Quale percorso distributivo sta percorrendo il tuo documentario [festival, proiezioni, dvd, vendite]?
Il film ha vinto il Premio del Pubblico al Salina Doc Festival 14 e una menzione speciale della giuria “ Per lo sguardo empatico della regista che ci ricorda senza moralismi che ogni esistenza ha bisogno di cure”. Poi il premio come miglior autoproduzione al Napoli Film Festival e poi di recente il premio al Miglior Montaggio ed il Premio Scuole al festival Noto Documentaria 2015. E’ stato proiettato a diversi festival in Italia e all’inizio abbiamo fatto delle proiezioni a Napoli a Roma a Milano e a Torino.
Quali sono gli autori che più ti ispirano?
Ci sono autori che mi interessano molto e che sono per me fonte di riflessione e ricerca, da Di Costanzo a Wiseman , Pietro Marcello, Minervini, Gianfranco Rosi, Philibert, Claire Simon, Martina Parenti e Massimo D’Anolfi. Nel vedere documentari mi concentro molto sugli aspetti drammatici che la narrazione solleva, la prossimità o distanza rispetto ai personaggi, alle loro storie ed esperienze. Reputo che anche l’attenzione formale abbia il suo peso, l’immagine deve essere curata per essere fruita nel modo giusto e funzionale alla storia che sto raccontando. Sono in una fase di formazione e di crescita soprattutto grazie ai riscontri e ai dibattiti che si generano dopo le proiezioni di “La Malattia Del Desiderio”. Sinceramente non mi aspettavo questa accoglienza. A livello produttivo, credo sia molto difficile fare questo mestiere liberamente, gli autori che mi interessano e che sono per me fonte di ispirazione spesso diventano anche produttori dei loro film, questo mi fa molto riflettere. Ma allo stesso tempo questo non deve essere un motivo per cedere.
Questo è il tuo primo documentario, se ne dovessi immaginare un secondo che temi ti piacerebbe affrontare?

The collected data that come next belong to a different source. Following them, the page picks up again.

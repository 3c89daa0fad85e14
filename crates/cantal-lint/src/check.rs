use std::collections::BTreeMap;
use std::fmt;
use std::fs;

use cantal_core::{CantalError, SourceLocation};
use cantal_host::is_builtin_function;
use cantal_parser::parse_script;
use log::debug;

use crate::cli_args::{CheckArgs, DumpArgs};
use crate::error_map::{map_cli_dump, map_cli_source_read, LintError};
use crate::source_loader::{read_scripts_from_dir, resolve_scripts_dir};

#[derive(Debug, Clone, Copy, PartialEq, Eq)]
pub(crate) enum Severity {
    Error,
    Warning,
}

#[derive(Debug, Clone, PartialEq, Eq)]
pub(crate) struct Diagnostic {
    pub(crate) path: String,
    pub(crate) location: SourceLocation,
    pub(crate) severity: Severity,
    pub(crate) code: &'static str,
    pub(crate) message: String,
}

impl fmt::Display for Diagnostic {
    fn fmt(&self, f: &mut fmt::Formatter<'_>) -> fmt::Result {
        let marker = match self.severity {
            Severity::Error => "",
            Severity::Warning => "warning ",
        };
        write!(
            f,
            "{}:{}: {}{} {}",
            self.path, self.location, marker, self.code, self.message
        )
    }
}

#[derive(Debug, Default)]
pub(crate) struct CheckReport {
    pub(crate) files: usize,
    pub(crate) diagnostics: Vec<Diagnostic>,
}

impl CheckReport {
    pub(crate) fn error_count(&self) -> usize {
        self.diagnostics
            .iter()
            .filter(|diagnostic| diagnostic.severity == Severity::Error)
            .count()
    }

    pub(crate) fn warning_count(&self) -> usize {
        self.diagnostics.len() - self.error_count()
    }
}

/// Parses every source and collects load errors plus calls outside the
/// built-in function surface.
pub(crate) fn check_sources(sources: &BTreeMap<String, String>) -> CheckReport {
    let mut report = CheckReport::default();
    for (path, source) in sources {
        report.files += 1;
        match parse_script(source) {
            Ok(script) => {
                debug!(
                    "{}: {} states, {} blocks",
                    path,
                    script.states.len(),
                    script.blocks.len()
                );
                for (name, location) in script.called_functions() {
                    if is_builtin_function(&name) {
                        continue;
                    }
                    let error = CantalError::UnknownFunction { name };
                    report.diagnostics.push(Diagnostic {
                        path: path.clone(),
                        location,
                        severity: Severity::Warning,
                        code: error.code(),
                        message: error.to_string(),
                    });
                }
            }
            Err(error) => report.diagnostics.push(Diagnostic {
                path: path.clone(),
                location: error.location().unwrap_or_else(SourceLocation::synthetic),
                severity: Severity::Error,
                code: error.code(),
                message: error_detail(&error),
            }),
        }
    }
    report
}

/// The error text without its leading `line:column: `.
fn error_detail(error: &CantalError) -> String {
    if let CantalError::Parse { message, .. } = error {
        return message.clone();
    }
    let text = error.to_string();
    match error.location() {
        Some(location) => text
            .strip_prefix(&format!("{}: ", location))
            .map(str::to_string)
            .unwrap_or(text),
        None => text,
    }
}

pub(crate) fn run_check(args: CheckArgs) -> Result<i32, LintError> {
    let scripts_root = resolve_scripts_dir(&args.scripts_dir)?;
    let sources = read_scripts_from_dir(&scripts_root)?;
    let report = check_sources(&sources);

    for diagnostic in &report.diagnostics {
        println!("{}", diagnostic);
    }
    println!(
        "checked {} file(s): {} error(s), {} warning(s)",
        report.files,
        report.error_count(),
        report.warning_count()
    );
    if report.error_count() > 0 {
        println!("RESULT:ERROR");
        Ok(1)
    } else {
        println!("RESULT:OK");
        Ok(0)
    }
}

pub(crate) fn run_dump(args: DumpArgs) -> Result<i32, LintError> {
    let source = fs::read_to_string(&args.file).map_err(map_cli_source_read)?;
    let script = parse_script(&source)
        .map_err(|error| LintError::new(error.code(), error.in_file(&args.file).to_string()))?;
    let json = serde_json::to_string_pretty(&script).map_err(map_cli_dump)?;
    println!("{}", json);
    Ok(0)
}
use std::collections::BTreeMap;
use std::fmt;
use std::fs;
use std::path::{Path, PathBuf};
use std::sync::Arc;

use cantal_core::{CantalError, Script};
use cantal_parser::parse_script;
use log::debug;

pub const SCRIPT_EXTENSION: &str = "cantalscript";

#[derive(Debug, Clone, PartialEq, Eq, PartialOrd, Ord, Hash)]
pub struct ScriptKey {
    pub map_name: String,
    pub script_name: String,
}

impl ScriptKey {
    pub fn new(map_name: impl Into<String>, script_name: impl Into<String>) -> Self {
        Self {
            map_name: map_name.into(),
            script_name: script_name.into(),
        }
    }
}

impl fmt::Display for ScriptKey {
    fn fmt(&self, f: &mut fmt::Formatter<'_>) -> fmt::Result {
        write!(
            f,
            "{}.{}.{}",
            self.map_name, self.script_name, SCRIPT_EXTENSION
        )
    }
}

/// Parsed scripts of one map session. Each `(map, script)` pair is read and
/// parsed at most once until [`ScriptCache::clear`].
#[derive(Debug)]
pub struct ScriptCache {
    root: PathBuf,
    scripts: BTreeMap<ScriptKey, Arc<Script>>,
    sources: BTreeMap<ScriptKey, String>,
}

impl ScriptCache {
    pub fn new(root: impl Into<PathBuf>) -> Self {
        Self {
            root: root.into(),
            scripts: BTreeMap::new(),
            sources: BTreeMap::new(),
        }
    }

    pub fn root(&self) -> &Path {
        &self.root
    }

    /// `{root}/{map}/{script}.cantalscript`
    pub fn script_path(&self, key: &ScriptKey) -> PathBuf {
        self.root
            .join(&key.map_name)
            .join(format!("{}.{}", key.script_name, SCRIPT_EXTENSION))
    }

    /// Registers source text for a script so it is parsed from memory instead
    /// of the scripts root. Replaces any cached parse of the same key.
    pub fn insert_source(
        &mut self,
        map_name: impl Into<String>,
        script_name: impl Into<String>,
        source: impl Into<String>,
    ) {
        let key = ScriptKey::new(map_name, script_name);
        self.scripts.remove(&key);
        self.sources.insert(key, source.into());
    }

    pub fn load(&mut self, map_name: &str, script_name: &str) -> Result<Arc<Script>, CantalError> {
        let key = ScriptKey::new(map_name, script_name);
        if let Some(script) = self.scripts.get(&key) {
            return Ok(Arc::clone(script));
        }

        let script = match self.sources.get(&key) {
            Some(source) => parse_script(source).map_err(|error| error.in_file(key.to_string()))?,
            None => {
                let path = self.script_path(&key);
                let source = fs::read_to_string(&path).map_err(|error| CantalError::ScriptRead {
                    path: path.display().to_string(),
                    message: error.to_string(),
                })?;
                parse_script(&source).map_err(|error| error.in_file(path.display().to_string()))?
            }
        };

        debug!("cached script {}", key);
        let script = Arc::new(script);
        self.scripts.insert(key, Arc::clone(&script));
        Ok(script)
    }

    pub fn contains(&self, map_name: &str, script_name: &str) -> bool {
        self.scripts
            .contains_key(&ScriptKey::new(map_name, script_name))
    }

    pub fn len(&self) -> usize {
        self.scripts.len()
    }

    pub fn is_empty(&self) -> bool {
        self.scripts.is_empty()
    }

    /// Drops every parsed script and registered source.
    pub fn clear(&mut self) {
        self.scripts.clear();
        self.sources.clear();
    }
}
use cantal_core::EventName;

/// Countdown armed by a blocking host call, advanced by frame deltas.
#[derive(Debug, Clone, PartialEq, Eq)]
pub struct Timer {
    event: EventName,
    duration_ms: u64,
    elapsed_ms: u64,
}

impl Timer {
    pub fn new(event: EventName, duration_ms: u64) -> Self {
        Self {
            event,
            duration_ms,
            elapsed_ms: 0,
        }
    }

    pub fn event(&self) -> EventName {
        self.event
    }

    pub fn remaining_ms(&self) -> u64 {
        self.duration_ms.saturating_sub(self.elapsed_ms)
    }

    /// Adds `dt_ms` and reports whether the timer has now fired.
    pub fn update(&mut self, dt_ms: u64) -> bool {
        self.elapsed_ms = self.elapsed_ms.saturating_add(dt_ms);
        self.elapsed_ms >= self.duration_ms
    }
}
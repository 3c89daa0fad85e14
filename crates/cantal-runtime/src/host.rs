use cantal_core::{CantalError, Value};

/// What the interpreter does after a side-effecting host function returns.
#[derive(Debug, Clone, Copy, PartialEq, Eq)]
pub enum FunctionOutcome {
    /// Advance to the next statement right away.
    Continue,
    /// Stay on the calling statement until a timer of this length fires.
    Wait { duration_ms: u64 },
    /// Advance, then re-run state selection.
    Reselect,
}

/// Host-side storage a register resolves to once routing is done.
#[derive(Debug, Clone, PartialEq, Eq)]
pub enum StorageSlot {
    /// Actor parameter from the map data.
    Parameter(String),
    /// Save-store entry, keyed `mapName.actorName.variableName`.
    Saved(String),
}

/// The surface a scripted actor exposes to its scripts.
pub trait ScriptHost {
    fn call_function(&mut self, name: &str, args: &[Value]) -> Result<FunctionOutcome, CantalError>;

    fn call_value_function(&mut self, name: &str, args: &[Value]) -> Result<Value, CantalError>;

    fn resolve_value(&self, slot: &StorageSlot) -> Value;

    fn write_register(&mut self, slot: &StorageSlot, value: Value) -> Result<(), CantalError>;
}
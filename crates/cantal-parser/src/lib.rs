mod cursor;
mod lexer;
mod parser;
mod token;

pub use lexer::tokenize;
pub use parser::parse_script;
pub use token::{Token, TokenKind};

Nel racconto della realtà mi interessano molto i luoghi, spazi in cui le persone si incontrano. Per ora non mi interessa filmare le persone nelle loro case o seguirle nella loro quotidianità . Mi interessa invece quando si incontrano e sarà poi lo spettatore ad immaginare che vita hanno o dove vivono. Per questo ho scelto di non uscire mai dal ser.t. Mi sembra interessante scegliere un luogo per dare un’unità spaziale al film, così ho scelto il ser.t per raccontare la dipendenza dal punto di vista della cura. Sto lavorando al mio prossimo film, un lavoro su un parco, una grande villa comunale che si trova in una periferia di Napoli.